++++ Dataset records

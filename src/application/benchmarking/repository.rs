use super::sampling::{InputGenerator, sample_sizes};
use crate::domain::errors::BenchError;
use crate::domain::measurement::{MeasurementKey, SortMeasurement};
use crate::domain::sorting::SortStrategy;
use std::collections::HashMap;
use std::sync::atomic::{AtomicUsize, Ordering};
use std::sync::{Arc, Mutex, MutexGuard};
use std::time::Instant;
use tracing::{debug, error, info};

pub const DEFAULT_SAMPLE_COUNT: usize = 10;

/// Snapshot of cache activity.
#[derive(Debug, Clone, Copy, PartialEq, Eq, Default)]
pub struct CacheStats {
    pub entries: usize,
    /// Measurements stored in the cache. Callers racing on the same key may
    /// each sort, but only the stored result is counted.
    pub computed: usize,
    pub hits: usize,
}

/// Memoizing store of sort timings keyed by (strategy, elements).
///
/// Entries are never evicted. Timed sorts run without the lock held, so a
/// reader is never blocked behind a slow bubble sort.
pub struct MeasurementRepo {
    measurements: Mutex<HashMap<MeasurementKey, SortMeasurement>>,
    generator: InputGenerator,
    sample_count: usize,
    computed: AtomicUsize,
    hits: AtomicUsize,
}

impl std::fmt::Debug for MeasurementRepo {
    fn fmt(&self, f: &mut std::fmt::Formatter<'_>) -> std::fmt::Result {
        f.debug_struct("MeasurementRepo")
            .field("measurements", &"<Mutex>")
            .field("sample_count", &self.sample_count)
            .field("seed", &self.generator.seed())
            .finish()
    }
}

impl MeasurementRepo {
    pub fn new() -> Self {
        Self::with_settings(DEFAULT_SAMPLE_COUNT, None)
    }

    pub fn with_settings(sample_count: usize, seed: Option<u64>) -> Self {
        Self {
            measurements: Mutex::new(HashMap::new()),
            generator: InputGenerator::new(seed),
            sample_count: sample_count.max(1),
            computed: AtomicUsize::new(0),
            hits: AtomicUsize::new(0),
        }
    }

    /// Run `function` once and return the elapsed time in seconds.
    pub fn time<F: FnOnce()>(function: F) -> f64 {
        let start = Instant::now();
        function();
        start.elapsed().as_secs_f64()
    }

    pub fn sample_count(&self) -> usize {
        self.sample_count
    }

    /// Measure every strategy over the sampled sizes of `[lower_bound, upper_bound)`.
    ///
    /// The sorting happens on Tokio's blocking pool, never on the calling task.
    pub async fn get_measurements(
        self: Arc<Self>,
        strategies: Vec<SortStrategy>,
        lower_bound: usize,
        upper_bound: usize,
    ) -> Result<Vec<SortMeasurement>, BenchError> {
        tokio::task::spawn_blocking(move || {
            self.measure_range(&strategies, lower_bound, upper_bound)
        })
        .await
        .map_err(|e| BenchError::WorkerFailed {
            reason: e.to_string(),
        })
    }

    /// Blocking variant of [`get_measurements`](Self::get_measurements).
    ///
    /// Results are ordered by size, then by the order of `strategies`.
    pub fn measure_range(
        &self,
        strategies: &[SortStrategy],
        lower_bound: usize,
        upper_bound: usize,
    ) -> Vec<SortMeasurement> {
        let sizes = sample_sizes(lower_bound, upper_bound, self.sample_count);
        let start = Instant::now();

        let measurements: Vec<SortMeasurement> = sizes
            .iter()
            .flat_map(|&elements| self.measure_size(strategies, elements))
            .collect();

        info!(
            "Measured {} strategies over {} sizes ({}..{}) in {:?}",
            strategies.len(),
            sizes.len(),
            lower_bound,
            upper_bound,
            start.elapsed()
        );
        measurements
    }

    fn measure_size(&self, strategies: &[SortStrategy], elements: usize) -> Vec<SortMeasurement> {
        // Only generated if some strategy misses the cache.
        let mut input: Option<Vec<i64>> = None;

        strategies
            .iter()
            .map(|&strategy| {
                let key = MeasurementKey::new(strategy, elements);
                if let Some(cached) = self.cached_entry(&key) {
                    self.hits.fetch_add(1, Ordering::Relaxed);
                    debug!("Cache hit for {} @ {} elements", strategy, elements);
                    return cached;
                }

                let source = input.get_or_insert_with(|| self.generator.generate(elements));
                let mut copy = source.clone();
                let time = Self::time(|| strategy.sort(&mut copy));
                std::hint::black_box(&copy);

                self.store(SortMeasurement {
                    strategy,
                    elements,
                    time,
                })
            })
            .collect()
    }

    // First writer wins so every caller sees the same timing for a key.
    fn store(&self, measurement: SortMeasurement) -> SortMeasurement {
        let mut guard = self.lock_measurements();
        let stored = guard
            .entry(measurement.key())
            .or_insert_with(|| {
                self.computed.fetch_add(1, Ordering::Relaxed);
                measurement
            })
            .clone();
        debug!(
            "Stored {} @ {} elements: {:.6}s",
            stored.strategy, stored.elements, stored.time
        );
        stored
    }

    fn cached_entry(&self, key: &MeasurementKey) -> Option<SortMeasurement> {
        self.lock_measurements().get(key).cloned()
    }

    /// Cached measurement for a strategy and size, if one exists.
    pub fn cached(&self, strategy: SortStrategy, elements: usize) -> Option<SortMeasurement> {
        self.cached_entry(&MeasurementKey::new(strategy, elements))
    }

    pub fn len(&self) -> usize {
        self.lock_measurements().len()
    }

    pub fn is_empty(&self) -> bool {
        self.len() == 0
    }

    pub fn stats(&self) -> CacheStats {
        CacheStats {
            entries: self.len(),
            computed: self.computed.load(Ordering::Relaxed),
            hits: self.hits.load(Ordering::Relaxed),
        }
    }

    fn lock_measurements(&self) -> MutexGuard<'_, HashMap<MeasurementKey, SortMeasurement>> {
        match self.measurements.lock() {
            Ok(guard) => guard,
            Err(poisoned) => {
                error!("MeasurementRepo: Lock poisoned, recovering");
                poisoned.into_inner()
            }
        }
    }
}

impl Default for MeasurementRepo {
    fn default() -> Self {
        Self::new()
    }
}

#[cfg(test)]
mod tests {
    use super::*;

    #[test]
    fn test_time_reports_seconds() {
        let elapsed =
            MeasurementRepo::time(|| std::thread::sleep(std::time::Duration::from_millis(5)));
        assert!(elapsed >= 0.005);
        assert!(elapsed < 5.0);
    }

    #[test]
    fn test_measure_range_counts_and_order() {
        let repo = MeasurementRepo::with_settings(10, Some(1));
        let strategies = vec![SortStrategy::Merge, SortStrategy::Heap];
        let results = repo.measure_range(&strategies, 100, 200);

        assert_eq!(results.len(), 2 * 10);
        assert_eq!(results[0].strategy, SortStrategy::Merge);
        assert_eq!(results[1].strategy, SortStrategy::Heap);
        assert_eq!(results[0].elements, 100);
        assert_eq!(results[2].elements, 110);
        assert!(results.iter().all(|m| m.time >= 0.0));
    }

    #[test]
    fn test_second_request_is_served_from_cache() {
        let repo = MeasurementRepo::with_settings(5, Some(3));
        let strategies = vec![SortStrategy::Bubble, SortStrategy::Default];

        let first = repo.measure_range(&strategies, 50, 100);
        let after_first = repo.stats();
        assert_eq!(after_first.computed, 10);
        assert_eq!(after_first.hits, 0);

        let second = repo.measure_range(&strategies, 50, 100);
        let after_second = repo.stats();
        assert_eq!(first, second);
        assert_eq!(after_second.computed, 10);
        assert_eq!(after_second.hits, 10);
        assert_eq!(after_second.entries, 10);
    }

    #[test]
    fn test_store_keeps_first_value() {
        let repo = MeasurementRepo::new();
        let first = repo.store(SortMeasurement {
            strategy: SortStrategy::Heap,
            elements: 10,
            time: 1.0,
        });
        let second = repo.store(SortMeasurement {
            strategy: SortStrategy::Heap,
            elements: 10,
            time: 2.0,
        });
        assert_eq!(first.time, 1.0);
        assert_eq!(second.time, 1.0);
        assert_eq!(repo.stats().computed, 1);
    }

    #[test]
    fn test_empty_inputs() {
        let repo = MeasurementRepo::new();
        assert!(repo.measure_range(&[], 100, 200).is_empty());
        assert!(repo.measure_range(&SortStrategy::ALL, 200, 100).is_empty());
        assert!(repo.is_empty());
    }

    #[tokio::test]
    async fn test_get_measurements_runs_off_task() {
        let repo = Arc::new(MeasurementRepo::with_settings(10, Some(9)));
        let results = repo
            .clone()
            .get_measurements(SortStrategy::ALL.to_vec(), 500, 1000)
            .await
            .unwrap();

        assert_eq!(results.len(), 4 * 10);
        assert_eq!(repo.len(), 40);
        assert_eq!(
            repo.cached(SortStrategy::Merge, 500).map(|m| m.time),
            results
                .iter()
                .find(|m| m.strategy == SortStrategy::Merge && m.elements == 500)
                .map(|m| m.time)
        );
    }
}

++++++++
++++ Dataset records

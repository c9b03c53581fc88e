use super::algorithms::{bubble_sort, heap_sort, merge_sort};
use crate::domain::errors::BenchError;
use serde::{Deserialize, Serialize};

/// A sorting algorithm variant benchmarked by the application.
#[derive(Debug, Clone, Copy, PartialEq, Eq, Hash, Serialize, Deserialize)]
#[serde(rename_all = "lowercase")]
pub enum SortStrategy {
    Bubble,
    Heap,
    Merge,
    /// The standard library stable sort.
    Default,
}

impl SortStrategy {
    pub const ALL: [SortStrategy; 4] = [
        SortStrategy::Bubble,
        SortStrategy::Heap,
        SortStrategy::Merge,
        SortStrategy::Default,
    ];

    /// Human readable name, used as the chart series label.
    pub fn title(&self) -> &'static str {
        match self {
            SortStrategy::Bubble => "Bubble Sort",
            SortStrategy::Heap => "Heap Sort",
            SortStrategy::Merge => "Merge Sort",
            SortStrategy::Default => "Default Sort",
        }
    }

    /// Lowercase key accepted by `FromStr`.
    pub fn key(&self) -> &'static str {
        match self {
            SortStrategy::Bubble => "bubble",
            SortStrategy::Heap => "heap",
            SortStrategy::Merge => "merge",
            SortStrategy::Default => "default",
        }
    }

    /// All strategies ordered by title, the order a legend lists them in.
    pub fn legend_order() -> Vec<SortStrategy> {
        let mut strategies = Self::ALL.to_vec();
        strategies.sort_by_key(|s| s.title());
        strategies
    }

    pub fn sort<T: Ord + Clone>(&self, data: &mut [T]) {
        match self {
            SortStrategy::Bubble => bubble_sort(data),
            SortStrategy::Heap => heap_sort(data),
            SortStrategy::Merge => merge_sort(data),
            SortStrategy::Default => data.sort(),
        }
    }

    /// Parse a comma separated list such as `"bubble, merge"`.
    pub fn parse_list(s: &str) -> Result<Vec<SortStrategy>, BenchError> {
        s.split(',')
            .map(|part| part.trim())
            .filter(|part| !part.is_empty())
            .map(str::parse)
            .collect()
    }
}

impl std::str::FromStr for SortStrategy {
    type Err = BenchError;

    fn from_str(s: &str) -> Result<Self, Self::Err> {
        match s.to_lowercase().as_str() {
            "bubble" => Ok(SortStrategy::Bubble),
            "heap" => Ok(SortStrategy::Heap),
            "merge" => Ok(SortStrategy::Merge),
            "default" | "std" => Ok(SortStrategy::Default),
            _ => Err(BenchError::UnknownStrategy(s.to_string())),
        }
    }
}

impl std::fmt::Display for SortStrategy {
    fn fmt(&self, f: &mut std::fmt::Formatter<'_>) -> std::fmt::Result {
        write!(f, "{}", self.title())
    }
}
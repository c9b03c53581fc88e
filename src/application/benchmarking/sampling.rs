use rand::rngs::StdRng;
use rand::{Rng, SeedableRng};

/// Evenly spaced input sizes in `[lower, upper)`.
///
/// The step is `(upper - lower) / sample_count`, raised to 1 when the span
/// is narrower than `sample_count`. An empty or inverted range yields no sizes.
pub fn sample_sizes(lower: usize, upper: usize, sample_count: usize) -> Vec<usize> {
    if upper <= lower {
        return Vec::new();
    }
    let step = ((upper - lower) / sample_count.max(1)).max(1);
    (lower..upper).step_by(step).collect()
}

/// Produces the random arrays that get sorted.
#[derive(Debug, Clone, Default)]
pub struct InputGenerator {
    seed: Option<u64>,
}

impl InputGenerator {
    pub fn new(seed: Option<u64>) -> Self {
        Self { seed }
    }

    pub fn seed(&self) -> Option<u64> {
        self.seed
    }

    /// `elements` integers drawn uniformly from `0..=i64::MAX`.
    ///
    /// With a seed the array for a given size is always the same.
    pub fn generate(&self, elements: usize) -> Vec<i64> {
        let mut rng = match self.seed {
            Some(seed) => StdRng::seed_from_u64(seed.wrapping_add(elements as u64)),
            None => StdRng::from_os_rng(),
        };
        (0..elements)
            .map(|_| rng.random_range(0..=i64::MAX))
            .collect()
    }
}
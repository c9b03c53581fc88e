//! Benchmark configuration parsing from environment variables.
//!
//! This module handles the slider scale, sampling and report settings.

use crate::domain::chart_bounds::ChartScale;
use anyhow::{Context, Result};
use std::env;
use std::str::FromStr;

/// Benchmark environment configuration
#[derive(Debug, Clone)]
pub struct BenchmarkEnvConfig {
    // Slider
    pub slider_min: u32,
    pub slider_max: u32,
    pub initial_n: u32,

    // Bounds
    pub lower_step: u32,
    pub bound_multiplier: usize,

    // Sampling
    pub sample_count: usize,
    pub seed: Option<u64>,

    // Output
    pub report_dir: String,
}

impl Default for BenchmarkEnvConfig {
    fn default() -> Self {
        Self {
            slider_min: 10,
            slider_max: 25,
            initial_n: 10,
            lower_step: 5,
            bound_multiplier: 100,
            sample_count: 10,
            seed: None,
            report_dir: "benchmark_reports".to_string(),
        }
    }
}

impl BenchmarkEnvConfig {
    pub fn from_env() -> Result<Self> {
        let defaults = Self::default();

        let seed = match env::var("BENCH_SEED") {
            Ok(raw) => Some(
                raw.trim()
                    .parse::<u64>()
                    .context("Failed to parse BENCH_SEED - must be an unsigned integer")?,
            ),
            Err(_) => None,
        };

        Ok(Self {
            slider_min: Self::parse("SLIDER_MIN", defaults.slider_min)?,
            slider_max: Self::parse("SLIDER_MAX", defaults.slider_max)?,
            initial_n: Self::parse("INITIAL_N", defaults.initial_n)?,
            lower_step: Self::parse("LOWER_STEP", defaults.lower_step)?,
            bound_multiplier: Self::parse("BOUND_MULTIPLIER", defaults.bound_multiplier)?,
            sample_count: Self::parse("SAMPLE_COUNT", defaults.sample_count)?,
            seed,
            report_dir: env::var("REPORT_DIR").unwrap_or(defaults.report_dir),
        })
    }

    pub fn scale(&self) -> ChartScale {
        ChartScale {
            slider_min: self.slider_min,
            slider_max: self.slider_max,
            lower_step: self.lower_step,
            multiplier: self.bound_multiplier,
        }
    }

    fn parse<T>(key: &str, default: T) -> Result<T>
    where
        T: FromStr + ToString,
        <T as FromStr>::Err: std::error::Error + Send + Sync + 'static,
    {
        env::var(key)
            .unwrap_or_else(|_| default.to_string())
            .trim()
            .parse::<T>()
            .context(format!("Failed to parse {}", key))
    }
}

++++++++
++++ Dataset records

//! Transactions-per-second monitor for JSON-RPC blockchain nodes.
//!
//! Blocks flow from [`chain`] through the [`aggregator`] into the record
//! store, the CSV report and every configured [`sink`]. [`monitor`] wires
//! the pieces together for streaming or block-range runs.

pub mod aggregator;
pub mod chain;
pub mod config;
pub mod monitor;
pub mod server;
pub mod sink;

++++++++

Problem to solve
The reply should consist solely of the lines above from the one that has "assert_eq!(results.len(), 2 * 10);" through the one that has "assert_eq!(after_first.hits, 0);", reproduced exactly.

Answer to this task
        assert_eq!(results.len(), 2 * 10);
        assert_eq!(results[0].strategy, SortStrategy::Merge);
        assert_eq!(results[1].strategy, SortStrategy::Heap);
        assert_eq!(results[0].elements, 100);
        assert_eq!(results[2].elements, 110);
        assert!(results.iter().all(|m| m.time >= 0.0));
    }

    #[test]
    fn test_second_request_is_served_from_cache() {
        let repo = MeasurementRepo::with_settings(5, Some(3));
        let strategies = vec![SortStrategy::Bubble, SortStrategy::Default];

        let first = repo.measure_range(&strategies, 50, 100);
        let after_first = repo.stats();
        assert_eq!(after_first.computed, 10);
        assert_eq!(after_first.hits, 0);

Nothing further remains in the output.